But there was still a crowning task to
accomplish. The world was now beginning to fill with Mothers, but there were no
Fathers. During all this long process the Father has not even been named.
Nothing that has been done has touched or concerned him almost in the least
degree. He has gone his own way, lived outside all these changes; and while
Nature has succeeded in moulding a human Mother and a human child, he still
wanders in the forest a savage and unblessed soul.
This time for him, nevertheless, is not lost. In
his own way he is also at school, and learning lessons which will one day be
equally needed by humanity. The acquisitions of the manly life are as necessary
to human character as the virtues which gather their sweetness by the cradle;
and these robuster elements--strength, courage, manliness, endurance,
self-reliance--could only have been secured away from domestic cares. Apart
from that, it was not necessary to put the Father through the same mill as the
Mother. Whatever the Mother gained would be handed on to her boys as well as to
her girls, and with the law of heredity to square accounts, it was unnecessary
for each of the two great sides of humanity to make the same investments. By
one acquiring one set of virtues and the other another, the blend in the end
would be the richer; and, without obliterating the eternal individualities of
each, the measure of completeness would be gained more quickly for the race.
Before heredity, however, could do its work upon the Father a certain basis had
to be laid. With his original habits he would squander the hereditary gains as
fast as he received them, and unless some change was brought about in his mode
of life the old wild blood in his veins would counteract the gentler influence,
and leave all the Mother's work in vain. Hence Nature had to set about another
long and difficult process--to make the savage Father a reformed character.

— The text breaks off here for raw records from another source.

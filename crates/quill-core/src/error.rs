use thiserror::Error;

/// Failures a domain service can report. The services never swallow these;
/// the transport adapter is the sole translator to HTTP status codes.
///
/// Lookup misses are not failures — operations that can legitimately find
/// nothing return `Ok(None)` instead.
#[derive(Debug, Error)]
pub enum ServiceError {
    /// A field was missing, blank, or out of range.
    #[error("invalid input: {0}")]
    InvalidInput(&'static str),

    /// A uniqueness rule was violated.
    #[error("conflict: {0}")]
    Conflict(&'static str),

    /// Credentials did not match any account.
    #[error("unauthorized")]
    Unauthorized,

    /// A referenced entity is absent where presence is required.
    #[error("not found: {0}")]
    NotFound(&'static str),

    /// Unexpected persistence-layer anomaly. Never retried here; retry
    /// policy belongs to the storage collaborator or an outer layer.
    #[error("storage failure")]
    Storage(#[from] anyhow::Error),
}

The Evolution of a Father is not so beautiful a
process as the Evolution of a Mother, but it was almost as formidable a problem
to attack. As much depended on it, as we shall see, as the training of the
mother; and though it began later, it required the bringing about of one or two
changes in Nature as novel as any that preceded it. When the work was begun,
the Father was in a much worse plight, so far as training for family life was
concerned, than the Mother. If Maternity was at a feeble level in the lower
reaches of Nature, Paternity was non-existent. Among a few Invertebrates the
male parent took a passing share in the care of the egg, but it is not until we
are all but at the top that fatherly interest finds any real expression. Among
the Birds, the parents unite together in most cases to build the nest, the
Father doing the rough work of bringing in moss and twigs, while the more
trusty Mother does the actual work. When the eggs are laid, the male parent
also takes his turn at incubation; supplies food and protection; and lingers
round the place of birth to defend the fledglings to the last. When we leave
the Birds, however, and pass on to the Mammals, the Fathers are nearly all
backsliders. Many are not only indifferent to their young, but hostile: and
among the Carnivora the Mothers have frequently to hide their little ones in
case the father eats them.
We have another and a more serious count against
early Fatherhood. If the Love of Father for child was in this backward state,
infinitely more grave was the condition of things between him and the Mother.

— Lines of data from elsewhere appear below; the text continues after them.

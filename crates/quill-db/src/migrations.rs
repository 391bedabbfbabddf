use anyhow::Result;
use rusqlite::Connection;
use tracing::info;

pub fn run(conn: &Connection) -> Result<()> {
    conn.execute_batch(
        "
        CREATE TABLE IF NOT EXISTS accounts (
            id          INTEGER PRIMARY KEY AUTOINCREMENT,
            username    TEXT NOT NULL UNIQUE,
            password    TEXT NOT NULL
        );

        CREATE TABLE IF NOT EXISTS messages (
            id          INTEGER PRIMARY KEY AUTOINCREMENT,
            author_id   INTEGER NOT NULL REFERENCES accounts(id),
            body        TEXT NOT NULL,
            posted_at   INTEGER NOT NULL
        );

        CREATE INDEX IF NOT EXISTS idx_messages_author
            ON messages(author_id);
        ",
    )?;

    info!("Database schema ready");
    Ok(())
}
use axum::{
    Json,
    extract::{Path, State},
    http::StatusCode,
    response::{IntoResponse, Response},
};
use tracing::{error, warn};

use quill_core::ServiceError;
use quill_types::api::UpdateMessageText;
use quill_types::models::{Message, NewMessage};

use crate::AppState;

pub async fn create(
    State(state): State<AppState>,
    Json(candidate): Json<NewMessage>,
) -> Result<impl IntoResponse, StatusCode> {
    let messages = state.messages.clone();
    let result = tokio::task::spawn_blocking(move || messages.create(candidate))
        .await
        .map_err(join_error)?;

    match result {
        Ok(message) => Ok(Json(message)),
        Err(err) => {
            if let ServiceError::Storage(e) = &err {
                error!("message create failed on storage: {:#}", e);
            }
            // Bad text and a missing author alike surface as 400.
            Err(StatusCode::BAD_REQUEST)
        }
    }
}

pub async fn list_all(State(state): State<AppState>) -> Result<impl IntoResponse, StatusCode> {
    let messages = state.messages.clone();
    let result = tokio::task::spawn_blocking(move || messages.retrieve_all())
        .await
        .map_err(join_error)?;

    result.map(Json).map_err(|err| {
        error!("message listing failed: {}", err);
        StatusCode::INTERNAL_SERVER_ERROR
    })
}

pub async fn get_by_id(
    State(state): State<AppState>,
    Path(id): Path<i64>,
) -> Result<Response, StatusCode> {
    let messages = state.messages.clone();
    let result = tokio::task::spawn_blocking(move || messages.retrieve_by_id(id))
        .await
        .map_err(join_error)?;

    match result {
        Ok(found) => Ok(message_or_empty(found)),
        Err(err) => {
            error!("message lookup failed: {}", err);
            Err(StatusCode::INTERNAL_SERVER_ERROR)
        }
    }
}

pub async fn delete_by_id(
    State(state): State<AppState>,
    Path(id): Path<i64>,
) -> Result<Response, StatusCode> {
    let messages = state.messages.clone();
    let result = tokio::task::spawn_blocking(move || messages.delete_by_id(id))
        .await
        .map_err(join_error)?;

    match result {
        Ok(deleted) => Ok(message_or_empty(deleted)),
        Err(err) => {
            error!("message delete failed: {}", err);
            Err(StatusCode::INTERNAL_SERVER_ERROR)
        }
    }
}

pub async fn update_text(
    State(state): State<AppState>,
    Path(id): Path<i64>,
    Json(body): Json<UpdateMessageText>,
) -> Result<impl IntoResponse, StatusCode> {
    let messages = state.messages.clone();
    let result = tokio::task::spawn_blocking(move || messages.update_text(id, &body.text))
        .await
        .map_err(join_error)?;

    match result {
        Ok(message) => Ok(Json(message)),
        Err(err) => {
            if let ServiceError::Storage(e) = &err {
                error!("message update failed on storage: {:#}", e);
            }
            Err(StatusCode::BAD_REQUEST)
        }
    }
}

/// Permissive by contract: a malformed author id or a storage failure both
/// yield 200 with an empty body, never an error status.
pub async fn list_for_author(
    State(state): State<AppState>,
    Path(raw_id): Path<String>,
) -> Response {
    let Ok(author_id) = raw_id.parse::<i64>() else {
        return StatusCode::OK.into_response();
    };

    let messages = state.messages.clone();
    let result =
        tokio::task::spawn_blocking(move || messages.retrieve_all_for_author(author_id)).await;

    match result {
        Ok(Ok(listing)) => Json(listing).into_response(),
        Ok(Err(err)) => {
            warn!("author listing failed, returning empty body: {}", err);
            StatusCode::OK.into_response()
        }
        Err(e) => {
            error!("spawn_blocking join error: {}", e);
            StatusCode::OK.into_response()
        }
    }
}

/// Found messages render as JSON; a lookup miss is 200 with an empty body.
fn message_or_empty(found: Option<Message>) -> Response {
    match found {
        Some(message) => Json(message).into_response(),
        None => StatusCode::OK.into_response(),
    }
}

fn join_error(e: tokio::task::JoinError) -> StatusCode {
    error!("spawn_blocking join error: {}", e);
    StatusCode::INTERNAL_SERVER_ERROR
}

Probably we have all taken it for granted that husbands and wives have always
loved one another. Evolution takes nothing for granted. The affection between
husband and wife is, of all the immeasurable forms of Love, the most beautiful,
the most lasting, and the most divine: yet up to this time we have not been
able even to record its existence. The finished results of Evolution appear so
natural to us, looking back from this late day, that we continually ignore the
difficulties it had to meet, and forget how every single step in progress from
the lowest to the highest had to be carried at the bayonet's point. The most
informed naturalist probably has never given Nature credit for a thousandth
part of the work she has done, or has succeeded in presenting to his mind more
than a surface outline of the gigantic series of problems she had to solve. In
lower Nature, as a simple fact, male and female do not love one another; and in
the lower reaches of Human-Nature, husband and wife do not love one another.
Among exceptional nations, for the last few hours of the world's history,
husbands and wives have truly loved; but for the vast mass of Mankind, during
the long ages which preceded historic times, conjugal love was probably all but
unknown.
Now here is a very pretty problem for Evolution.
She has at once to make good Husbands and good Fathers out of lawless savages.
Unless this problem is solved the higher progress of the world is at an end. It
is the mature opinion of every one who has thought upon the history of the
world, that the thing of highest importance for all times and to all nations is
Family Life. When the Family was instituted, and not till then, the higher
Evolution of the world was secured. Hence the exceptional value of the Father's
development. As the other half of the arch on which the whole higher world is
built, his taming, his domestication, his moral discipline, are vital; and in
the nature of things this was the next great operation undertaken by
Evolution.
The first step in the transition was to relate
him, definitely and permanently, to the Mother. And here a formidable initial
obstacle had to be encountered. The apathy and estrangement between husband and
wife in the animal world is radical and universal. There is almost no such
thing there as married life. Marriage, in anthropology, is not a word for an
occasion, but for a state; it is not, that is to say, a wedding, but a dwelling
together throughout life of husband and wife. Now when Man emerged from the
animal creation this institution of conjugal life had not been arrived at.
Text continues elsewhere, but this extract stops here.